Search the records that follow and extract every line containing the string "return".

## THE DATA
····················
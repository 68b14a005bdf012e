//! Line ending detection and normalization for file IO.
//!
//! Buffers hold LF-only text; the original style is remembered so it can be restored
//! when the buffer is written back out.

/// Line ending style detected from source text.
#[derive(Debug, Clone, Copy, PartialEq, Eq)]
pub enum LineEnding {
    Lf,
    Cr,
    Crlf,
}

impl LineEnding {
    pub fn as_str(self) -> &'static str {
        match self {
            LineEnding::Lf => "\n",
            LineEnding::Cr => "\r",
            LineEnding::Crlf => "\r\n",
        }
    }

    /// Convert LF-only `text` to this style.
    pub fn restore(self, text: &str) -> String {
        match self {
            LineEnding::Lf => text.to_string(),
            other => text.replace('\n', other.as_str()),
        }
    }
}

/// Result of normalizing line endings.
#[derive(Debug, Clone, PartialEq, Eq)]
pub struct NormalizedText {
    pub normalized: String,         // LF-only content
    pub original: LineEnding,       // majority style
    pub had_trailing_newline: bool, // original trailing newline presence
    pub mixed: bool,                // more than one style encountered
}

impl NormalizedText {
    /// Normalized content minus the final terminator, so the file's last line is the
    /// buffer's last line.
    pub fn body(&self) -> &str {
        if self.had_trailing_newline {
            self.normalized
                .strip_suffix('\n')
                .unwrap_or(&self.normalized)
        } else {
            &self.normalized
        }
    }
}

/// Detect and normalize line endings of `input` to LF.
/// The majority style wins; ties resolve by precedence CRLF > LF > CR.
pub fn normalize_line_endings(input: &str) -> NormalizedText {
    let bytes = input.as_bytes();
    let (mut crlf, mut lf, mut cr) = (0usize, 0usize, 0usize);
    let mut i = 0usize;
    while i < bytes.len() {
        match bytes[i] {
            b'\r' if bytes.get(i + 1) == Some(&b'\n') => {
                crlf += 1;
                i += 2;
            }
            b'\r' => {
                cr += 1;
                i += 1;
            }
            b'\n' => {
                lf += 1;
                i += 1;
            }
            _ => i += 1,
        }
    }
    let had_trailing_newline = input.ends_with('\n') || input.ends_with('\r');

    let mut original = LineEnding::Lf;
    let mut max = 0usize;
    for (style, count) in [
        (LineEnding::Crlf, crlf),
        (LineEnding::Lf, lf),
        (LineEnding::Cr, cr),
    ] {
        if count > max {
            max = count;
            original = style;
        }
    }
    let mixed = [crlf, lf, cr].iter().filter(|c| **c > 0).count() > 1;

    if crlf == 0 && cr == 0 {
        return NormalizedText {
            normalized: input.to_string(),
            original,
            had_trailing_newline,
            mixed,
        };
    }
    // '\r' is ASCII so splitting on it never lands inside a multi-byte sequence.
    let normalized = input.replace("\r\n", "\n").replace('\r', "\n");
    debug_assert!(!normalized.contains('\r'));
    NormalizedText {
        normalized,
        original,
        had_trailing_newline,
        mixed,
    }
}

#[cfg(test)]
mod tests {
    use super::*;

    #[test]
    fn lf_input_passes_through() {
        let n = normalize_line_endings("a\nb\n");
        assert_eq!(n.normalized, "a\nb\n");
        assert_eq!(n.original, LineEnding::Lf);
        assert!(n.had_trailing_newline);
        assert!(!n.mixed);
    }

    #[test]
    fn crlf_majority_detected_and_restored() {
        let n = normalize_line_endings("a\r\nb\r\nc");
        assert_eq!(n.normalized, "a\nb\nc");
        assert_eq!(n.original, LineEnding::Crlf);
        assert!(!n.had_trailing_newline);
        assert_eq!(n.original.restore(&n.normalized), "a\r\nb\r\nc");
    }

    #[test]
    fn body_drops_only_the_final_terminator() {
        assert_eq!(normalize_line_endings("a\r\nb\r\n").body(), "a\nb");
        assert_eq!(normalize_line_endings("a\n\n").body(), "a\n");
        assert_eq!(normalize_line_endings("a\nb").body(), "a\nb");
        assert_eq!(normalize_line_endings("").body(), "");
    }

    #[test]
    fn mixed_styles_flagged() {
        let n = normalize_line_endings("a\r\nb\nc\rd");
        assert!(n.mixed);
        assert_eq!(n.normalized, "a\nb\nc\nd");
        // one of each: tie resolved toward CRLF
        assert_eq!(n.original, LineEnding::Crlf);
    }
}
····················
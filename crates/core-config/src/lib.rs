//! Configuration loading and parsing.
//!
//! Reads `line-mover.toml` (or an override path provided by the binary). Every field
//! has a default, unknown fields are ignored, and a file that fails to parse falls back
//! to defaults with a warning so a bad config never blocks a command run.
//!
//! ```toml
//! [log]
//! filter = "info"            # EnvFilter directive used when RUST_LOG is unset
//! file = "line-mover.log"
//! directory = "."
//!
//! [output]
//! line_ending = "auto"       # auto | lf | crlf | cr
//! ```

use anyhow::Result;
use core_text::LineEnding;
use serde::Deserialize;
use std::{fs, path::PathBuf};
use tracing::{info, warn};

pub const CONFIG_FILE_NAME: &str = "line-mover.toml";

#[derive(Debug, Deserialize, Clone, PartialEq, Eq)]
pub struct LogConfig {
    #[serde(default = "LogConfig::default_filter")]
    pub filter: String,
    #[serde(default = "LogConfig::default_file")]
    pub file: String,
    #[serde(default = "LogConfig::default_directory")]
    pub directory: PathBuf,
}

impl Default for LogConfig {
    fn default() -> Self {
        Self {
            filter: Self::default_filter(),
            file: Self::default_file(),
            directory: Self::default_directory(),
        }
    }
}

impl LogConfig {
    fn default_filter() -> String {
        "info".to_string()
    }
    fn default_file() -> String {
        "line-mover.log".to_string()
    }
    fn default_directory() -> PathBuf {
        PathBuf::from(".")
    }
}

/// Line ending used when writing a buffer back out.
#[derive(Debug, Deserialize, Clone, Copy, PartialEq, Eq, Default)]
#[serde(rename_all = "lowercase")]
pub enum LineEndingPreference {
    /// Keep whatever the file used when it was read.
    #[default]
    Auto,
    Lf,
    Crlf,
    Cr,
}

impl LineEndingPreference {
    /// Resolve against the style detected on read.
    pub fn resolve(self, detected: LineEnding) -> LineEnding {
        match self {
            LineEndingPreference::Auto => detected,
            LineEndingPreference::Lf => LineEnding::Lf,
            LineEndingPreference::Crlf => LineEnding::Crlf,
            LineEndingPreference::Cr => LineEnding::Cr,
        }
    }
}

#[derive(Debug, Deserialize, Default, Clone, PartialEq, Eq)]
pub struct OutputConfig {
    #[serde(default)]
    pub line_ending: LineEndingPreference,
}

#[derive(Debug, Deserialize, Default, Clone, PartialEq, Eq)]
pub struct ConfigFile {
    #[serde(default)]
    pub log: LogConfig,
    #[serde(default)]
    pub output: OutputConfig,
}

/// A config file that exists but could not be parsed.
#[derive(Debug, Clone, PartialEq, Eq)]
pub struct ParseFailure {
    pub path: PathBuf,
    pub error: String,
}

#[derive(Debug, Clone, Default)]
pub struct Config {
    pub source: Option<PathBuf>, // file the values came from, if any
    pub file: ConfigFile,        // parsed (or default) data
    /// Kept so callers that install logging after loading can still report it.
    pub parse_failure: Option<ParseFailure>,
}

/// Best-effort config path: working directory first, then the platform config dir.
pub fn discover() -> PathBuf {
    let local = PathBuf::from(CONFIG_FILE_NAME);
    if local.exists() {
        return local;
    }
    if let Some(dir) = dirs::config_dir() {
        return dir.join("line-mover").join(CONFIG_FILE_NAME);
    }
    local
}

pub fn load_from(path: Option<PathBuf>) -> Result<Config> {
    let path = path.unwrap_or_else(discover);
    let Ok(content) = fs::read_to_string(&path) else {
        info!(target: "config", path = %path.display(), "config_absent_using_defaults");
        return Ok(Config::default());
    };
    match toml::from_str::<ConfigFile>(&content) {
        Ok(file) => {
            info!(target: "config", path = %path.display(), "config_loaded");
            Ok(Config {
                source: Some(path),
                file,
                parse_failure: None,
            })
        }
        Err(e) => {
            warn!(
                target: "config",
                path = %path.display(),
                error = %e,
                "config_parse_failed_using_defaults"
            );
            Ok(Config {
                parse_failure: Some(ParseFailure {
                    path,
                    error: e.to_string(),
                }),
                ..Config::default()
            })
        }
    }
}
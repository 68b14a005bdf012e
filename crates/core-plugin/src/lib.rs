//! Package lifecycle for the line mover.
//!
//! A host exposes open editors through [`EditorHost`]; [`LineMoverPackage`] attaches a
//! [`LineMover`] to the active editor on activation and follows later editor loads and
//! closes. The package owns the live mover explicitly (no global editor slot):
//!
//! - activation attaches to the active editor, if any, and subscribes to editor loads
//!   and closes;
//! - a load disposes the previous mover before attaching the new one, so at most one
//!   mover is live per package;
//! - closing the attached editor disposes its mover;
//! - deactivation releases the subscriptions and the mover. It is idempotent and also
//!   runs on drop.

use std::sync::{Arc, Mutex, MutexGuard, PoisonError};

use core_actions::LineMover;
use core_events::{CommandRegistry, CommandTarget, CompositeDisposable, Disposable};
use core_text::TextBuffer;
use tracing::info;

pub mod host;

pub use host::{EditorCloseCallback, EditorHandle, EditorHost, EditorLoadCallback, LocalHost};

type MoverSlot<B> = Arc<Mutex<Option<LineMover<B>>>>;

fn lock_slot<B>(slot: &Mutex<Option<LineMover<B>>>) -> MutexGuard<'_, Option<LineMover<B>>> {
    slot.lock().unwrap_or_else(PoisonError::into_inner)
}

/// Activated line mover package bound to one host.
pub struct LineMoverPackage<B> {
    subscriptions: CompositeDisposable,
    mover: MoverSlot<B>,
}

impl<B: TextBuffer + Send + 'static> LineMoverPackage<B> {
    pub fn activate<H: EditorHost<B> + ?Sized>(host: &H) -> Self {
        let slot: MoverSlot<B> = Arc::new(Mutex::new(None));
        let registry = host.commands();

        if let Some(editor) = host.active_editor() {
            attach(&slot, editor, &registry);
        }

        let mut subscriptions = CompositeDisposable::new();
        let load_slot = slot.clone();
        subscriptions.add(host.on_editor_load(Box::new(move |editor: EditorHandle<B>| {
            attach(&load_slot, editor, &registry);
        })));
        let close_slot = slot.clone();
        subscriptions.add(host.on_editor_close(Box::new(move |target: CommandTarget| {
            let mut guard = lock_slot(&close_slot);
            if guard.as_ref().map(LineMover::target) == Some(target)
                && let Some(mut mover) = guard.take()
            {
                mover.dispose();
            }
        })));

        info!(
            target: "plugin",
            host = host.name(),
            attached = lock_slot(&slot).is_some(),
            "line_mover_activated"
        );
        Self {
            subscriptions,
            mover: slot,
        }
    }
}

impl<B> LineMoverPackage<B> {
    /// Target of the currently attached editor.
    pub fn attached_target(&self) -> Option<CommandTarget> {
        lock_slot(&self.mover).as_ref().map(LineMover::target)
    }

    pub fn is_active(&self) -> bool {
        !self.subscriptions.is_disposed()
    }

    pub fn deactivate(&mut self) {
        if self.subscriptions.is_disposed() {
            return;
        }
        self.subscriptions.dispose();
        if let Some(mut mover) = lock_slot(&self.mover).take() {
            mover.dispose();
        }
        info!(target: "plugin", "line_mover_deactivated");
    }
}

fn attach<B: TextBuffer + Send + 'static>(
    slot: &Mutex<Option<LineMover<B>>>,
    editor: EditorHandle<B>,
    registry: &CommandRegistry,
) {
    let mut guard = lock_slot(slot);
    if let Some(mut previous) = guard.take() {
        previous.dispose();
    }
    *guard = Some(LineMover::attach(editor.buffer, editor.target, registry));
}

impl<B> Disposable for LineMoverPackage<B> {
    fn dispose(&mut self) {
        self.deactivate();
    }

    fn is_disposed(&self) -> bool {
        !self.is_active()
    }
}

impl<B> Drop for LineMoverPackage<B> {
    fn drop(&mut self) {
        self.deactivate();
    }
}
····················
## ANSWER SECTION
        return NormalizedText {
        return local;
        return dir.join("line-mover").join(CONFIG_FILE_NAME);
        return Ok(Config::default());
            return;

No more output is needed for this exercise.